Dr. iur. Artur-Konrad Wypych
Rz. 77
Maßgebend ist das Gesetz über die Bereitstellung von Produkten auf dem Markt – Produktsicherheitsgesetz (ProdSG). Diese Vorschrift ist am 1.12.2011 in Kraft getreten und hat als Umsetzung von elf Produktrichtlinien der EU, sowie der direkt geltenden Verordnung zur Akkreditierung und Marktüberwachung (765/2008/EG) das bisherige Geräte- und Produktsicherheitsgesetz (GPSG) abgelöst. Ziel des Gesetzes ist – neben dem Verbraucherschutz – die Vermeidung von Gefährdungen Beschäftigter bei der Verwendung von Werkzeugen, Geräten und technischen Anlagen aller Art als Arbeitsmittel. In der Systematik des Gesetzes gelten technische Arbeitsmittel nach wie vor als "Produkte", auch wenn das ProdSG im Gegensatz zur Vorläuferregelung die entsprechende ausdrückliche Begriffsbestimmung nicht mehr enthält. Zunächst werden vom ProdSG Anforderungen an die Sicherheit technischer Arbeitsmittel gestellt, bevor diese in den Verkehr gebracht werden dürfen. Zu prüfen sind dabei nicht nur die Gefährdungen, die sich aus dem bestimmungsgemäßen Gebrauch, sondern gerade auch diejenigen, die sich aus einem vorhersehbaren abweichenden, d.h. aus einem Fehlgebrauch des Arbeitsmittels ergeben können. Zu den Arbeitsmitteln zählen u.a. persönliche Schutzausrüstungen wie Helme, Brillen, Schutzanzüge.
Rz. 78
Zu beachten ist die Schnittstelle zwischen Produktsicherheits- und Arbeitsschutzrecht. Regelungsinhalt des ProdSG sind die mit der Bereitstellung eines Produktes (Arbeitsmittels) auf dem Markt verbundenen Gefahren. Sein Regelungsanspruch endet jedoch mit der Verwendung eines Produktes, d.h. dessen konkreter Verwendung als Arbeitsmittel (Klindt, a.a.O., Rn 4 zu § 3 ProdSG). Dort beginnt dann das Schutzregime der BetrSichV. "Die Beschaffenheit von Produkten richtet sich immer dann nicht allein nach GPSG (heute: ProdSG), wenn sie an Arbeitsplätzen Anwendung finden" (VG Regensburg, 31.3.2011 – RN 5 K 09.2518).

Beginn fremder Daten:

// src/kernel/vm/tests.rs
//! End-to-end exercises of the VM subsystem.
//!
//! Each test stands up a small user pool and a RAM swap disk, then drives
//! the paging machinery through `uaccess` the way the MMU and the fault
//! path would at runtime.

use super::*;
use crate::kernel::driver::disk::{self, RamDisk};
use crate::kernel::fs;
use crate::kernel::mm::page_table::PteFlags;
use crate::kernel::mm::{PGSIZE, USER_STACK_TOP, uaccess};
use crate::kernel::process;
use crate::kernel::task;
use alloc::vec;
use alloc::vec::Vec;
use super::page_fault::PageFaultInfo;

struct TestEnv {
    _state: std::sync::MutexGuard<'static, ()>,
}

/// Stand up a fresh VM: `frames` user frames and `swap_slots` swap slots.
fn setup(frames: usize, swap_slots: usize) -> TestEnv {
    let state = crate::kernel::testing::lock();
    crate::kernel::mm::frame::init_user_pool(frames);
    disk::register(
        1,
        1,
        alloc::sync::Arc::new(RamDisk::new(swap_slots * anon::SECTORS_PER_PAGE)),
    );
    super::init();
    TestEnv { _state: state }
}

#[test]
fn lazy_anon_page_is_zero_filled_then_writable() {
    let _env = setup(4, 8);
    let task = task::create("lazy");
    let va = VirtAddr::new(0x40_0000);
    alloc_page(&task, PageKind::Anon, va, true).unwrap();

    // first touch is a read: the realized frame must come back zeroed
    let mut buf = [0xFFu8; 64];
    uaccess::copy_from_user(&task, va, &mut buf).unwrap();
    assert!(buf.iter().all(|&b| b == 0));

    // the installed mapping is writable, so the write needs no new fault
    assert!(task.pml4().lock().is_writable(va));
    uaccess::copy_to_user(&task, va + 16, b"hello").unwrap();
    let mut back = [0u8; 5];
    uaccess::copy_from_user(&task, va + 16, &mut back).unwrap();
    assert_eq!(&back, b"hello");

    // a hardware mapping implies an SPT entry with that frame linked
    let kva = task.pml4().lock().get_page(va).unwrap();
    let page = task.spt().lock().find(va).unwrap();
    assert_eq!(page.lock().frame().unwrap().lock().kva(), kva);
    assert_eq!(page.lock().frame().unwrap().lock().r_cnt(), 1);

    process::exit(&task, 0);
    assert_eq!(frame_table::resident_frames(), 0);
}

#[test]
fn alloc_rejects_overlapping_entries() {
    let _env = setup(2, 4);
    let task = task::create("overlap");
    let va = VirtAddr::new(0x40_0000);
    alloc_page(&task, PageKind::Anon, va, true).unwrap();
    assert_eq!(
        alloc_page(&task, PageKind::Anon, va, false),
        Err(VmError::AlreadyMapped)
    );
    process::exit(&task, 0);
}

#[test]
fn swap_round_trip_under_memory_pressure() {
    let frames = 4;
    let _env = setup(frames, 16);
    let task = task::create("swap");
    let base = VirtAddr::new(0x40_0000);

    // one more page than the pool holds, each with a distinct pattern
    for i in 0..=frames {
        let va = base + i * PGSIZE;
        alloc_page(&task, PageKind::Anon, va, true).unwrap();
        let pattern = vec![(0x11 * (i + 1)) as u8; PGSIZE];
        uaccess::copy_to_user(&task, va, &pattern).unwrap();
    }

    // page 0 was the FIFO victim: no translation, one slot in use
    assert_eq!(anon::slots_in_use(), 1);
    assert!(task.pml4().lock().get_page(base).is_none());
    {
        let page = task.spt().lock().find(base).unwrap();
        assert!(page.lock().swap_slot().is_some());
        assert!(page.lock().frame().is_none());
    }

    // reading page 0 brings its original bytes back (evicting another)
    let mut buf = vec![0u8; PGSIZE];
    uaccess::copy_from_user(&task, base, &mut buf).unwrap();
    assert!(buf.iter().all(|&b| b == 0x11));
    assert_eq!(anon::slots_in_use(), 1);
    {
        let page = task.spt().lock().find(base).unwrap();
        assert!(page.lock().swap_slot().is_none());
    }

    process::exit(&task, 0);
    assert_eq!(anon::slots_in_use(), 0);
    assert_eq!(frame_table::resident_frames(), 0);
}

#[test]
fn mmap_dirty_write_back() {
    let _env = setup(4, 8);
    let task = task::create("mmap");
    fs::create("vm-wb.bin", &[b'A'; 100]).unwrap();
    let file = fs::open("vm-wb.bin").unwrap();

    let addr = VirtAddr::new(0x50_0000);
    assert_eq!(file::do_mmap(&task, addr, PGSIZE, true, &file, 0), Some(addr));

    // faulting in shows the file bytes and the zeroed tail
    let mut head = [0u8; 4];
    uaccess::copy_from_user(&task, addr, &mut head).unwrap();
    assert_eq!(&head, b"AAAA");
    let mut tail = [0xFFu8; 8];
    uaccess::copy_from_user(&task, addr + 100, &mut tail).unwrap();
    assert!(tail.iter().all(|&b| b == 0));

    // dirty the first byte, then unmap
    uaccess::copy_to_user(&task, addr, b"B").unwrap();
    file::do_munmap(&task, addr).unwrap();
    assert!(task.spt().lock().is_empty());
    assert!(task.pml4().lock().get_page(addr).is_none());

    let check = fs::open("vm-wb.bin").unwrap();
    assert_eq!(check.length(), 100);
    let mut contents = [0u8; 100];
    assert_eq!(check.read_at(&mut contents, 0), 100);
    assert_eq!(contents[0], b'B');
    assert!(contents[1..].iter().all(|&b| b == b'A'));

    fs::remove("vm-wb.bin").unwrap();
    process::exit(&task, 0);
}

#[test]
fn munmap_never_writes_back_zero_padding() {
    let _env = setup(4, 8);
    let task = task::create("pad");
    fs::create("vm-pad.bin", &[b'A'; 100]).unwrap();
    let file = fs::open("vm-pad.bin").unwrap();

    let addr = VirtAddr::new(0x50_0000);
    file::do_mmap(&task, addr, PGSIZE, true, &file, 0).unwrap();

    // write into the zero padding beyond EOF; the page is dirty now
    uaccess::copy_to_user(&task, addr + (PGSIZE - 10), &[7u8; 10]).unwrap();
    file::do_munmap(&task, addr).unwrap();

    // only read_bytes went back; the file is untouched
    let check = fs::open("vm-pad.bin").unwrap();
    assert_eq!(check.length(), 100);
    let mut contents = [0u8; 100];
    check.read_at(&mut contents, 0);
    assert!(contents.iter().all(|&b| b == b'A'));

    fs::remove("vm-pad.bin").unwrap();
    process::exit(&task, 0);
}

#[test]
fn mmap_munmap_remap_restores_contents() {
    let _env = setup(4, 8);
    let task = task::create("remap");
    let data: Vec<u8> = (0..=99u8).collect();
    fs::create("vm-remap.bin", &data).unwrap();
    let file = fs::open("vm-remap.bin").unwrap();

    let addr = VirtAddr::new(0x58_0000);
    file::do_mmap(&task, addr, data.len(), true, &file, 0).unwrap();
    uaccess::copy_to_user(&task, addr + 5, b"Q").unwrap();
    file::do_munmap(&task, addr).unwrap();

    // remapping after the sync shows the written byte
    file::do_mmap(&task, addr, data.len(), true, &file, 0).unwrap();
    let mut head = [0u8; 8];
    uaccess::copy_from_user(&task, addr, &mut head).unwrap();
    assert_eq!(head, [0, 1, 2, 3, 4, b'Q', 6, 7]);
    file::do_munmap(&task, addr).unwrap();

    fs::remove("vm-remap.bin").unwrap();
    process::exit(&task, 0);
}

#[test]
fn munmap_spans_whole_region() {
    let _env = setup(4, 8);
    let task = task::create("region");
    let len = PGSIZE + 100;
    fs::create("vm-region.bin", &vec![b'R'; len]).unwrap();
    let file = fs::open("vm-region.bin").unwrap();

    let addr = VirtAddr::new(0x5c_0000);
    let map_len = 3 * PGSIZE;
    file::do_mmap(&task, addr, map_len, true, &file, 0).unwrap();
    assert_eq!(task.spt().lock().len(), 3);

    // touch only the middle page: file bytes then zero fill
    let mut buf = [0xFFu8; 128];
    uaccess::copy_from_user(&task, addr + PGSIZE + 64, &mut buf).unwrap();
    assert!(buf[..36].iter().all(|&b| b == b'R'));
    assert!(buf[36..].iter().all(|&b| b == 0));

    // unmap drops the touched page and the never-touched uninit ones alike
    file::do_munmap(&task, addr).unwrap();
    assert!(task.spt().lock().is_empty());
    assert_eq!(fs::open("vm-region.bin").unwrap().length(), len);

    fs::remove("vm-region.bin").unwrap();
    process::exit(&task, 0);
}

#[test]
fn mmap_rejects_bad_arguments() {
    let _env = setup(4, 8);
    let task = task::create("badmmap");
    fs::create("vm-args.bin", &[b'Z'; 10]).unwrap();
    let file = fs::open("vm-args.bin").unwrap();
    let addr = VirtAddr::new(0x70_0000);

    assert!(file::do_mmap(&task, VirtAddr::zero(), PGSIZE, true, &file, 0).is_none());
    assert!(file::do_mmap(&task, addr + 0x10, PGSIZE, true, &file, 0).is_none());
    assert!(file::do_mmap(&task, addr, 0, true, &file, 0).is_none());
    assert!(file::do_mmap(&task, addr, PGSIZE, true, &file, 12).is_none());

    fs::create("vm-empty.bin", &[]).unwrap();
    let empty = fs::open("vm-empty.bin").unwrap();
    assert!(file::do_mmap(&task, addr, PGSIZE, true, &empty, 0).is_none());

    // overlap with an existing entry leaves no partial region behind
    alloc_page(&task, PageKind::Anon, addr + PGSIZE, true).unwrap();
    assert!(file::do_mmap(&task, addr, 2 * PGSIZE, true, &file, 0).is_none());
    assert_eq!(task.spt().lock().len(), 1);

    fs::remove("vm-args.bin").unwrap();
    fs::remove("vm-empty.bin").unwrap();
    process::exit(&task, 0);
}

#[test]
fn stack_growth_within_one_page_of_rsp() {
    let _env = setup(4, 8);
    let task = task::create("stack");
    let addr = VirtAddr::new(USER_STACK_TOP - PGSIZE - 4);

    // with RSP more than one page away the same address is a bogus access
    task.set_user_rsp(VirtAddr::new(USER_STACK_TOP - 3 * PGSIZE));
    let fault = PageFaultInfo {
        addr,
        user: true,
        write: true,
        not_present: true,
    };
    assert_eq!(
        page_fault::try_handle_fault(&task, &fault),
        Err(VmError::InvalidAccess)
    );
    assert!(task.spt().lock().is_empty());

    // a push touching one page below RSP grows the stack and succeeds
    task.set_user_rsp(VirtAddr::new(USER_STACK_TOP - 8));
    uaccess::copy_to_user(&task, addr, &[1, 2, 3, 4]).unwrap();
    assert!(
        task.pml4()
            .lock()
            .get_page(crate::kernel::mm::page_round_down(addr))
            .is_some()
    );

    // outside the stack region entirely: rejected no matter where RSP is
    let outside = VirtAddr::new(USER_STACK_TOP - crate::kernel::mm::STACK_GROW_LIMIT - PGSIZE);
    task.set_user_rsp(outside + 8);
    let fault = PageFaultInfo {
        addr: outside,
        user: true,
        write: true,
        not_present: true,
    };
    assert_eq!(
        page_fault::try_handle_fault(&task, &fault),
        Err(VmError::InvalidAccess)
    );

    // the dispatcher kills the task with status -1
    assert!(!process::handle_page_fault(&task, &fault));
    assert_eq!(task.exit_status(), -1);
}

#[test]
fn kernel_addresses_and_protection_faults_are_bogus() {
    let _env = setup(2, 4);
    let task = task::create("bogus");

    let kernel_addr = VirtAddr::new(0xFFFF_8000_0000_0000);
    let fault = PageFaultInfo {
        addr: kernel_addr,
        user: true,
        write: false,
        not_present: true,
    };
    assert_eq!(
        page_fault::try_handle_fault(&task, &fault),
        Err(VmError::InvalidAccess)
    );

    // write to a page that is read-only at the user level
    let va = VirtAddr::new(0x44_0000);
    alloc_page(&task, PageKind::Anon, va, false).unwrap();
    claim_page(&task, va).unwrap();
    assert_eq!(
        uaccess::copy_to_user(&task, va, b"nope"),
        Err(VmError::AccessViolation)
    );

    process::exit(&task, 0);
}

#[test]
fn fork_shares_frames_copy_on_write() {
    let _env = setup(8, 8);
    let parent = task::create("parent");
    let va = VirtAddr::new(0x60_0000);
    alloc_page(&parent, PageKind::Anon, va, true).unwrap();
    uaccess::copy_to_user(&parent, va, b"X").unwrap();

    let child = process::fork(&parent, "child").unwrap();

    // one shared frame, two references, both translations read-only
    let frame = parent
        .spt()
        .lock()
        .find(va)
        .unwrap()
        .lock()
        .frame()
        .unwrap();
    assert_eq!(frame.lock().r_cnt(), 2);
    assert!(!parent.pml4().lock().is_writable(va));
    assert!(!child.pml4().lock().is_writable(va));

    // read-only access on both sides leaves the sharing intact
    let mut b = [0u8; 1];
    uaccess::copy_from_user(&child, va, &mut b).unwrap();
    assert_eq!(&b, b"X");
    uaccess::copy_from_user(&parent, va, &mut b).unwrap();
    assert_eq!(&b, b"X");
    assert_eq!(frame.lock().r_cnt(), 2);

    // a child write breaks the sharing with a private copy
    uaccess::copy_to_user(&child, va, b"Y").unwrap();
    assert_eq!(frame.lock().r_cnt(), 1);
    uaccess::copy_from_user(&parent, va, &mut b).unwrap();
    assert_eq!(&b, b"X");
    uaccess::copy_from_user(&child, va, &mut b).unwrap();
    assert_eq!(&b, b"Y");

    let child_frame = child
        .spt()
        .lock()
        .find(va)
        .unwrap()
        .lock()
        .frame()
        .unwrap();
    assert!(!alloc::sync::Arc::ptr_eq(&frame, &child_frame));

    // a later parent write just restores its writable translation
    uaccess::copy_to_user(&parent, va, b"Z").unwrap();
    assert!(parent.pml4().lock().is_writable(va));
    assert_eq!(frame.lock().r_cnt(), 1);

    process::exit(&child, 0);
    process::exit(&parent, 0);
    assert_eq!(frame_table::resident_frames(), 0);
}

#[test]
fn fork_copies_lazy_and_evicted_pages_lazily() {
    let _env = setup(4, 16);
    let parent = task::create("evicted-parent");
    let base = VirtAddr::new(0x64_0000);

    // two touched pages in the parent
    for i in 0..2 {
        let va = base + i * PGSIZE;
        alloc_page(&parent, PageKind::Anon, va, true).unwrap();
        uaccess::copy_to_user(&parent, va, &[0xAB; 8]).unwrap();
    }
    // plus one the parent never touched
    let lazy_va = base + 2 * PGSIZE;
    alloc_page(&parent, PageKind::Anon, lazy_va, true).unwrap();

    // pressure from another task pushes both parent pages to swap
    let pressure = task::create("pressure");
    for i in 0..4 {
        let va = VirtAddr::new(0x68_0000) + i * PGSIZE;
        alloc_page(&pressure, PageKind::Anon, va, true).unwrap();
        uaccess::copy_to_user(&pressure, va, &[1]).unwrap();
    }
    process::exit(&pressure, 0);
    assert_eq!(anon::slots_in_use(), 2);

    let child = process::fork(&parent, "evicted-child").unwrap();

    // the child's copies are fresh: no frame, no swap slot
    {
        let spt = child.spt().lock();
        for i in 0..3 {
            let page = spt.find(base + i * PGSIZE).unwrap();
            assert!(page.lock().frame().is_none());
            assert!(page.lock().swap_slot().is_none());
        }
    }

    // child reads zeroes; the parent still sees its swapped contents
    let mut b = [0xFFu8; 8];
    uaccess::copy_from_user(&child, base, &mut b).unwrap();
    assert!(b.iter().all(|&x| x == 0));
    uaccess::copy_from_user(&parent, base, &mut b).unwrap();
    assert!(b.iter().all(|&x| x == 0xAB));

    process::exit(&child, 0);
    process::exit(&parent, 0);
    assert_eq!(anon::slots_in_use(), 0);
}

#[test]
fn uaccess_leaves_accessed_and_dirty_bits() {
    let _env = setup(2, 4);
    let task = task::create("bits");
    let va = VirtAddr::new(0x48_0000);
    alloc_page(&task, PageKind::Anon, va, true).unwrap();

    let mut buf = [0u8; 4];
    uaccess::copy_from_user(&task, va, &mut buf).unwrap();
    {
        let pml4 = task.pml4().lock();
        let flags = pml4.entry(va).unwrap().flags();
        assert!(flags.contains(PteFlags::ACCESSED));
        assert!(!flags.contains(PteFlags::DIRTY));
    }

    uaccess::copy_to_user(&task, va, &buf).unwrap();
    assert!(task.pml4().lock().is_dirty(va));

    process::exit(&task, 0);
}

Somit bestehen für Arbeitsmittel zwei Sicherheitsschranken, zum einen über die Pflichten des Herstellers bzw. Inverkehrbringers aus dem ProdSG, zum anderen über die vergleichbaren Schutzpflichten des Arbeitgebers aus der BetrSichV (siehe Rdn 47 ff.).
Rz. 79
Die Anforderungen des ProdSG gelten neben Technischen Arbeitsmitteln und Schutzausrüstungen auch für Errichtung und Betrieb von technischen Anlagen mit besonderer Gefährlichkeit. Der dafür verwendete Begriff "überwachungsbedürftige Anlagen" wurde vom ProdSG aus der GewO übernommen und steht in keinem direkten Zusammenhang mit dem Bundesimmissionsschutzgesetz (BImSchG). Die von den Bestimmungen des ProdSG betroffenen Anlagen sind in § 2 Nr. 30 im Einzelnen aufgeführt, z.B. Dampfkessel, Druckbehälter oder Aufzugsanlagen. Verschiedene Ausführungsverordnungen (ProdSV) zum ProdSG regeln die Einzelheiten zu Errichtung, Betrieb und Überwachung der betroffenen Anlagen, sowie Anforderungen an sonstige Gegenstände. Für den Betrieb wichtig sind insb. die 8. ProdSV für persönliche Schutzausrüstungen, sowie die 9. ProdSV, die sog. Maschinenverordnung.
Rz. 80
Das ProdSG enthält ferner Einzelheiten zur Kennzeichnung von Produkten aller Art mit den Zeichen "CE" (= entspricht den EU-Sicherheitsvorschriften, vgl. §§ 7 ff. ProdSG) und "GS" (= Geprüfte Sicherheit, vgl. §§ 20 ff. ProdSG). Während die GS-Kennung von einer unabhängigen Prüfstelle vergeben wird, handelt es sich bei dem CE-Kennzeichen lediglich um eine Selbstauskunft des Herstellers. Dieser erklärt damit eigenständig, dass das von ihm in Verkehr gebrachte Produkt mit den jeweils geltenden europäischen Vorgaben übereinstimmt (vgl. dazu ausführlich Klindt, § 7 Rn 1 ff und § 20 Rn 1 ff.).